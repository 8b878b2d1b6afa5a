use axum::{
    extract::{Multipart, Query},
    response::Response,
    Form,
};
use serde::Deserialize;
use sqlx::PgPool;

use crate::db::{self, models::NewUser, posts, users};
use crate::error::{is_unique_violation, AppError};
use crate::forms::{FormErrors, LoginForm, MultipartFields, ProfileForm, SignUpForm, INVALID_LOGIN};
use crate::passwords;
use crate::session::{is_safe_redirect, Level, Session};
use crate::uploads::{self, MediaFolder};
use crate::views::{self, Layout};

use super::{html, load_layout, redirect};

const PROFILE_PATH: &str = "/accounts/profile/";
const PROFILE_EDIT_PATH: &str = "/accounts/profile/edit/";
const RECENT_POSTS: i64 = 5;
const USERNAME_TAKEN: &str = "A user with that username already exists.";

#[derive(Debug, Default, Deserialize)]
pub struct NextQuery {
    pub next: Option<String>,
}

async fn render_signup(
    mut session: Session,
    pool: Option<&PgPool>,
    form: &SignUpForm,
    errors: &FormErrors,
) -> Result<Response, AppError> {
    let layout = Layout::load(&mut session, pool).await?;
    let body = views::accounts::signup(&layout, form, errors);
    Ok(html(session, body))
}

/// GET /accounts/signup/
pub async fn signup_form(session: Session) -> Result<Response, AppError> {
    if session.is_authenticated() {
        return Ok(redirect(session, "/"));
    }
    let pool = db::get_pool();
    render_signup(
        session,
        pool.as_deref(),
        &SignUpForm::default(),
        &FormErrors::default(),
    )
    .await
}

/// POST /accounts/signup/
pub async fn signup_submit(
    mut session: Session,
    Form(form): Form<SignUpForm>,
) -> Result<Response, AppError> {
    if session.is_authenticated() {
        return Ok(redirect(session, "/"));
    }

    let mut errors = form.validate();
    let pool = db::get_pool();
    if let Some(pool) = &pool {
        if !errors.has("username") && users::username_exists(pool, form.username()).await? {
            errors.add("username", USERNAME_TAKEN);
        }
    }
    if !errors.is_empty() {
        return render_signup(session, pool.as_deref(), &form, &errors).await;
    }

    let pool = db::require_pool()?;
    let new_user = NewUser {
        username: form.username().to_string(),
        email: form.email().to_string(),
        password_hash: passwords::hash_password(form.password1.clone()).await?,
        is_staff: false,
    };
    let user = match users::create(&pool, &new_user).await {
        Ok(user) => user,
        Err(e) if is_unique_violation(&e) => {
            errors.add("username", USERNAME_TAKEN);
            return render_signup(session, Some(&pool), &form, &errors).await;
        }
        Err(e) => return Err(e.into()),
    };
    users::get_or_create_profile(&pool, user.id).await?;
    tracing::info!(user = %user.username, "account created");

    session.login(&pool, user).await?;
    session
        .flash(&pool, Level::Success, "Account created successfully!")
        .await?;
    Ok(redirect(session, "/"))
}

async fn render_login(
    mut session: Session,
    pool: Option<&PgPool>,
    username: &str,
    next: &str,
    errors: &FormErrors,
) -> Result<Response, AppError> {
    let layout = Layout::load(&mut session, pool).await?;
    let body = views::accounts::login(&layout, username, next, errors);
    Ok(html(session, body))
}

/// GET /accounts/login/
pub async fn login_form(
    session: Session,
    Query(query): Query<NextQuery>,
) -> Result<Response, AppError> {
    if session.is_authenticated() {
        return Ok(redirect(session, "/"));
    }
    let pool = db::get_pool();
    let next = query.next.unwrap_or_default();
    render_login(session, pool.as_deref(), "", &next, &FormErrors::default()).await
}

/// POST /accounts/login/ - follows `next` only when it stays on this site
pub async fn login_submit(
    mut session: Session,
    Form(form): Form<LoginForm>,
) -> Result<Response, AppError> {
    if session.is_authenticated() {
        return Ok(redirect(session, "/"));
    }

    let mut errors = form.validate();
    if !errors.is_empty() {
        let pool = db::get_pool();
        return render_login(session, pool.as_deref(), form.username(), &form.next, &errors)
            .await;
    }

    let pool = db::require_pool()?;
    let user = users::find_by_username(&pool, form.username()).await?;
    let verified = passwords::verify_password(
        form.password.clone(),
        user.as_ref().map(|u| u.password_hash.clone()),
    )
    .await;

    let user = match user {
        Some(user) if verified => user,
        _ => {
            tracing::warn!(username = %form.username(), "failed login attempt");
            errors.add_non_field(INVALID_LOGIN);
            return render_login(session, Some(&pool), form.username(), &form.next, &errors)
                .await;
        }
    };

    let username = user.username.clone();
    session.login(&pool, user).await?;
    session
        .flash(&pool, Level::Success, format!("Welcome back, {}!", username))
        .await?;

    let target = if is_safe_redirect(&form.next) {
        form.next.as_str()
    } else {
        "/"
    };
    Ok(redirect(session, target))
}

/// GET or POST /accounts/logout/
pub async fn logout(mut session: Session) -> Result<Response, AppError> {
    let pool = db::require_pool()?;
    session.logout(&pool).await?;
    session
        .flash(&pool, Level::Info, "Logged out successfully.")
        .await?;
    Ok(redirect(session, "/"))
}

/// GET /accounts/profile/
pub async fn profile(mut session: Session) -> Result<Response, AppError> {
    let user = session.require_user(PROFILE_PATH)?;
    let pool = db::require_pool()?;

    let (profile, _) = users::get_or_create_profile(&pool, user.id).await?;
    let stats = users::stats(&pool, user.id).await?;
    let recent = posts::list_by_author(&pool, user.id, RECENT_POSTS, 0).await?;

    let layout = load_layout(&mut session, &pool).await?;
    let body = views::accounts::profile(&layout, &user, &profile, &stats, &recent);
    Ok(html(session, body))
}

/// GET /accounts/profile/edit/
pub async fn profile_edit_form(mut session: Session) -> Result<Response, AppError> {
    let user = session.require_user(PROFILE_EDIT_PATH)?;
    let pool = db::require_pool()?;
    let (profile, _) = users::get_or_create_profile(&pool, user.id).await?;

    let layout = load_layout(&mut session, &pool).await?;
    let body = views::accounts::profile_edit(
        &layout,
        &ProfileForm::from_profile(&profile),
        &FormErrors::default(),
        &profile,
    );
    Ok(html(session, body))
}

/// POST /accounts/profile/edit/
pub async fn profile_edit_submit(
    mut session: Session,
    multipart: Multipart,
) -> Result<Response, AppError> {
    let user = session.require_user(PROFILE_EDIT_PATH)?;
    let pool = db::require_pool()?;
    let (mut profile, _) = users::get_or_create_profile(&pool, user.id).await?;
    let form = ProfileForm::from_fields(MultipartFields::read(multipart).await?);

    let picture = match form.clean() {
        Ok(picture) => picture,
        Err(errors) => {
            let mut layout = load_layout(&mut session, &pool).await?;
            layout.push(Level::Error, "Please correct the errors below.");
            let body = views::accounts::profile_edit(&layout, &form, &errors, &profile);
            return Ok(html(session, body));
        }
    };

    let replaced = match &picture {
        Some(image) => {
            let stored = uploads::store_image(MediaFolder::ProfilePics, image).await?;
            profile.profile_picture.replace(stored)
        }
        None => None,
    };
    form.apply(&mut profile);
    users::update_profile(&pool, &profile).await?;
    if let Some(old) = replaced {
        uploads::remove_image(&old).await;
    }

    tracing::info!(user = %user.username, "profile updated");
    session
        .flash(&pool, Level::Success, "Profile updated successfully!")
        .await?;
    Ok(redirect(session, PROFILE_PATH))
}

#[cfg(test)]
mod tests {
    use axum::body::Body;
    use axum::http::{header, Request, StatusCode};
    use tower::ServiceExt;

    async fn send(req: Request<Body>) -> axum::response::Response {
        crate::create_app().oneshot(req).await.unwrap()
    }

    async fn body_text(res: axum::response::Response) -> String {
        let bytes = axum::body::to_bytes(res.into_body(), usize::MAX).await.unwrap();
        String::from_utf8(bytes.to_vec()).unwrap()
    }

    fn form_post(uri: &str, body: &'static str) -> Request<Body> {
        Request::post(uri)
            .header(header::CONTENT_TYPE, "application/x-www-form-urlencoded")
            .body(Body::from(body))
            .unwrap()
    }

    #[tokio::test]
    async fn test_signup_page_renders_without_database() {
        let res = send(Request::get("/accounts/signup/").body(Body::empty()).unwrap()).await;
        assert_eq!(res.status(), StatusCode::OK);
        let html = body_text(res).await;
        assert!(html.contains(r#"name="password2""#));
    }

    #[tokio::test]
    async fn test_signup_rerenders_with_errors() {
        let res = send(form_post(
            "/accounts/signup/",
            "username=bad+name%21&email=nope&password1=12345678&password2=12345678",
        ))
        .await;
        assert_eq!(res.status(), StatusCode::OK);
        let html = body_text(res).await;
        assert!(html.contains("Enter a valid username."));
        assert!(html.contains("Enter a valid email address."));
        assert!(html.contains("This password is entirely numeric."));
        assert!(html.contains(r#"value="bad name!""#));
    }

    #[tokio::test]
    async fn test_login_page_carries_next() {
        let res = send(
            Request::get("/accounts/login/?next=%2Fcreate%2F")
                .body(Body::empty())
                .unwrap(),
        )
        .await;
        assert_eq!(res.status(), StatusCode::OK);
        assert!(body_text(res).await.contains(r#"name="next" value="/create/""#));
    }

    #[tokio::test]
    async fn test_login_requires_fields() {
        let res = send(form_post("/accounts/login/", "username=&password=")).await;
        assert_eq!(res.status(), StatusCode::OK);
        assert!(body_text(res).await.contains("This field is required."));
    }

    #[tokio::test]
    async fn test_login_without_database_is_unavailable() {
        let res = send(form_post("/accounts/login/", "username=jane&password=secret123")).await;
        assert_eq!(res.status(), StatusCode::SERVICE_UNAVAILABLE);
    }

    #[tokio::test]
    async fn test_profile_requires_login() {
        for uri in ["/accounts/profile/", "/accounts/profile/edit/"] {
            let res = send(Request::get(uri).body(Body::empty()).unwrap()).await;
            assert_eq!(res.status(), StatusCode::SEE_OTHER, "{uri}");
            assert!(res.headers()[header::LOCATION]
                .to_str()
                .unwrap()
                .starts_with("/accounts/login/?next=%2Faccounts%2Fprofile%2F"));
        }
    }
}
/*!
 * Logging Module
 * Console plus daily rolling files, configured from AppConfig
 */
pub mod middleware;

use std::io;
use tracing_appender::{non_blocking, non_blocking::WorkerGuard, rolling};
use tracing_subscriber::{fmt, layer::SubscriberExt, util::SubscriberInitExt, EnvFilter, Layer};

use crate::config::AppConfig;

/// Filter used when `RUST_LOG` is not set.
fn default_directive(config: &AppConfig) -> String {
    let level = config.log_level.clone().unwrap_or_else(|| {
        if config.is_production() {
            "info".to_string()
        } else {
            "debug".to_string()
        }
    });
    format!("bloghub={level},tower_http=info,sqlx=warn")
}

/// Initialize the logging system. The returned guards flush the background
/// writers when dropped and must live as long as the process.
pub fn init(config: &AppConfig) -> Vec<WorkerGuard> {
    if let Err(e) = std::fs::create_dir_all(&config.log_dir) {
        eprintln!("Failed to create log directory {}: {}", config.log_dir, e);
    }

    // All events
    let (file_writer, file_guard) = non_blocking(rolling::daily(&config.log_dir, "app.log"));
    // Errors only
    let (error_writer, error_guard) = non_blocking(rolling::daily(&config.log_dir, "error.log"));
    let (console_writer, console_guard) = non_blocking(io::stdout());

    let env_filter = EnvFilter::try_from_default_env()
        .unwrap_or_else(|_| EnvFilter::new(default_directive(config)));

    let subscriber = tracing_subscriber::registry().with(env_filter);

    if config.is_production() {
        let file_layer = fmt::layer()
            .json()
            .with_writer(file_writer)
            .with_target(true)
            .with_thread_ids(true)
            .with_file(true)
            .with_line_number(true);

        let error_layer = fmt::layer()
            .json()
            .with_writer(error_writer)
            .with_target(true)
            .with_file(true)
            .with_line_number(true)
            .with_filter(tracing_subscriber::filter::LevelFilter::ERROR);

        let console_layer = fmt::layer()
            .json()
            .with_writer(console_writer)
            .with_target(false);

        subscriber
            .with(file_layer)
            .with(error_layer)
            .with(console_layer)
            .init();
    } else {
        let file_layer = fmt::layer()
            .with_writer(file_writer)
            .with_target(true)
            .with_file(true)
            .with_line_number(true)
            .with_ansi(false);

        let error_layer = fmt::layer()
            .json()
            .with_writer(error_writer)
            .with_target(true)
            .with_file(true)
            .with_line_number(true)
            .with_filter(tracing_subscriber::filter::LevelFilter::ERROR);

        let console_layer = fmt::layer()
            .with_writer(console_writer)
            .with_target(true)
            .compact();

        subscriber
            .with(file_layer)
            .with(error_layer)
            .with(console_layer)
            .init();
    }

    tracing::info!(
        "Logging initialized for {} environment (files in {})",
        config.environment,
        config.log_dir
    );

    vec![file_guard, error_guard, console_guard]
}

/// Console-only logging for the seed binaries.
pub fn init_cli() {
    let env_filter =
        EnvFilter::try_from_default_env().unwrap_or_else(|_| EnvFilter::new("bloghub=info,sqlx=warn"));
    tracing_subscriber::registry()
        .with(env_filter)
        .with(fmt::layer().with_target(false).compact())
        .init();
}

#[cfg(test)]
mod tests {
    use super::*;

    #[test]
    fn test_default_directive_follows_environment() {
        let dev = AppConfig::default();
        assert_eq!(default_directive(&dev), "bloghub=debug,tower_http=info,sqlx=warn");

        let prod = AppConfig {
            environment: "production".to_string(),
            ..AppConfig::default()
        };
        assert!(default_directive(&prod).starts_with("bloghub=info"));
    }

    #[test]
    fn test_init_creates_log_dir_and_returns_guards() {
        let dir = std::env::temp_dir().join(format!("bloghub-logs-{}", uuid::Uuid::new_v4()));
        let config = AppConfig {
            log_dir: dir.to_string_lossy().into_owned(),
            ..AppConfig::default()
        };
        let guards = init(&config);
        assert_eq!(guards.len(), 3);
        assert!(dir.is_dir());
        tracing::error!("logging smoke test");
        drop(guards);
        let _ = std::fs::remove_dir_all(&dir);
    }

    #[test]
    fn test_explicit_level_wins() {
        let config = AppConfig {
            log_level: Some("warn".to_string()),
            ..AppConfig::default()
        };
        assert!(default_directive(&config).starts_with("bloghub=warn,"));
    }
}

====================

- _PROBLEM STATEMENT_
What lines of the listing above hold "passwords"? Copy all of them.

- _OUTPUT FOR THIS EXERCISE_
use crate::passwords;
        password_hash: passwords::hash_password(form.password1.clone()).await?,
    let verified = passwords::verify_password(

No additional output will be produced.